(INFORMATION SUPPLIED Opens)
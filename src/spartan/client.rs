//! Spartan client.
//!
//! A request is a [`ClientSession`]: a state machine fed with transport
//! events (connected, bytes, closed, error, timer expiry) that delivers its
//! result to a callback exactly once. The async driver in this module owns
//! the socket and the session and turns tokio I/O into those events.
//!
//! ```text
//! Created -> Resolving -> Connecting -> AwaitingHeader -> AwaitingBody -> Done
//!    └──────(literal IP)──────┘
//! ```
//!
//! `Done` is reached from any state by the first of: connection closed after
//! a header (success), a timer expiring, a transport error, or a malformed
//! response. Everything after that is ignored.

use std::future::Future;
use std::io;
use std::net::SocketAddr;
use std::sync::Arc;
use std::time::Duration;

use bytes::{Buf, BytesMut};
use thiserror::Error;
use tokio::io::{AsyncReadExt, AsyncWriteExt};
use tokio::net::{TcpStream, lookup_host};
use tokio::sync::oneshot;
use tokio::time::{Instant, sleep_until, timeout};
use tracing::{debug, trace};

use crate::http::mime;
use crate::http::response::Response;
use crate::spartan::grammar::{ProtocolError, StatusLine, format_request_line, parse_status_line};
use crate::spartan::registry::{Registration, RequestHandle, RequestRegistry};
use crate::spartan::status::{SpartanStatus, from_wire};
use crate::spartan::url::{SpartanUrl, UrlError};

/// Upper bound on host name resolution.
pub const RESOLVE_TIMEOUT: Duration = Duration::from_secs(10);

const READ_BUFFER_SIZE: usize = 8192;

/// Per-request limits. `None` disables a limit.
#[derive(Debug, Clone, Default, PartialEq, Eq)]
pub struct ClientConfig {
    /// Inactivity timeout, also bounding the connect.
    pub timeout: Option<Duration>,
    /// Largest body accepted, in bytes.
    pub max_body_size: Option<usize>,
    /// Hard cap on the whole transfer, measured from the connect attempt.
    pub max_transfer_duration: Option<Duration>,
    /// MIME types worth downloading. Empty accepts everything.
    pub accepted_mimes: Vec<String>,
}

impl ClientConfig {
    pub fn new() -> Self {
        Self::default()
    }

    /// Builds a config from raw numbers where anything `<= 0` disables the
    /// corresponding limit.
    pub fn from_limits(timeout_secs: f64, max_body_size: i64, max_transfer_secs: f64) -> Self {
        Self {
            timeout: positive_duration(timeout_secs),
            max_body_size: usize::try_from(max_body_size).ok().filter(|n| *n > 0),
            max_transfer_duration: positive_duration(max_transfer_secs),
            accepted_mimes: Vec::new(),
        }
    }

    pub fn timeout(mut self, timeout: Duration) -> Self {
        self.timeout = Some(timeout).filter(|d| !d.is_zero());
        self
    }

    pub fn max_body_size(mut self, bytes: usize) -> Self {
        self.max_body_size = Some(bytes).filter(|n| *n > 0);
        self
    }

    pub fn max_transfer_duration(mut self, duration: Duration) -> Self {
        self.max_transfer_duration = Some(duration).filter(|d| !d.is_zero());
        self
    }

    pub fn accept_mime(mut self, mime: impl Into<String>) -> Self {
        self.accepted_mimes.push(mime.into());
        self
    }
}

fn positive_duration(secs: f64) -> Option<Duration> {
    if secs > 0.0 {
        Duration::try_from_secs_f64(secs).ok()
    } else {
        None
    }
}

/// Why a response was rejected.
#[derive(Debug, Clone, Copy, PartialEq, Eq, Error)]
pub enum ResponseFault {
    #[error("malformed status line")]
    MalformedHeader,
    #[error("status line too long")]
    HeaderTooLong,
    #[error("body larger than {limit} bytes")]
    BodyTooLarge { limit: usize },
    #[error("connection closed before a status line arrived")]
    ClosedBeforeHeader,
}

/// Which timer ended a request.
#[derive(Debug, Clone, Copy, PartialEq, Eq)]
pub enum TimeoutKind {
    Inactivity,
    Transfer,
}

/// Failure kinds of a client request.
#[derive(Debug, Error)]
pub enum RequestError {
    #[error("bad response: {0}")]
    BadResponse(ResponseFault),

    #[error("could not resolve {0}")]
    BadServerAddress(String),

    #[error("network failure: {0}")]
    NetworkFailure(#[from] io::Error),

    #[error("request timed out ({0:?})")]
    Timeout(TimeoutKind),

    /// Reserved for an encrypted transport.
    #[error("handshake failed")]
    HandshakeError,

    /// Reserved for an encrypted transport.
    #[error("invalid certificate")]
    InvalidCertificate,
}

/// Flat result kind, for callers that only branch on the outcome.
#[derive(Debug, Clone, Copy, PartialEq, Eq)]
pub enum ResultKind {
    Ok,
    BadResponse,
    BadServerAddress,
    NetworkFailure,
    Timeout,
    HandshakeError,
    InvalidCertificate,
}

impl RequestError {
    pub fn kind(&self) -> ResultKind {
        match self {
            RequestError::BadResponse(_) => ResultKind::BadResponse,
            RequestError::BadServerAddress(_) => ResultKind::BadServerAddress,
            RequestError::NetworkFailure(_) => ResultKind::NetworkFailure,
            RequestError::Timeout(_) => ResultKind::Timeout,
            RequestError::HandshakeError => ResultKind::HandshakeError,
            RequestError::InvalidCertificate => ResultKind::InvalidCertificate,
        }
    }
}

impl ResultKind {
    pub fn of(result: &Result<Response, RequestError>) -> Self {
        match result {
            Ok(_) => ResultKind::Ok,
            Err(e) => e.kind(),
        }
    }
}

pub type ClientResult = Result<Response, RequestError>;

type Callback = Box<dyn FnOnce(ClientResult) + Send + 'static>;

#[derive(Debug, Clone, Copy, PartialEq, Eq)]
pub enum SessionState {
    Created,
    Resolving,
    Connecting,
    AwaitingHeader,
    AwaitingBody,
    Done,
}

/// What the driver does after handing bytes to the session.
#[derive(Debug, Clone, Copy, PartialEq, Eq)]
pub enum Step {
    /// Keep reading.
    Continue,
    /// Close the connection now; the close completes the request.
    Abort,
    /// The request is finished.
    Done,
}

#[derive(Debug, Default)]
struct Timers {
    inactivity: Option<Instant>,
    transfer: Option<Instant>,
}

/// One in-flight client request.
pub struct ClientSession {
    url: SpartanUrl,
    config: ClientConfig,
    state: SessionState,
    header: Option<StatusLine>,
    aborted: bool,
    timers: Timers,
    callback: Option<Callback>,
}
(INFORMATION SUPPLIED Closes)
→ EXERCISE INSTRUCTIONS
Only one span is wanted. It runs from the first line of the listing through the line with "this module owns", and each line must match exactly.

→ TASK ANSWER
filename src/spartan/client.rs
//! Spartan client.
//!
//! A request is a [`ClientSession`]: a state machine fed with transport
//! events (connected, bytes, closed, error, timer expiry) that delivers its
//! result to a callback exactly once. The async driver in this module owns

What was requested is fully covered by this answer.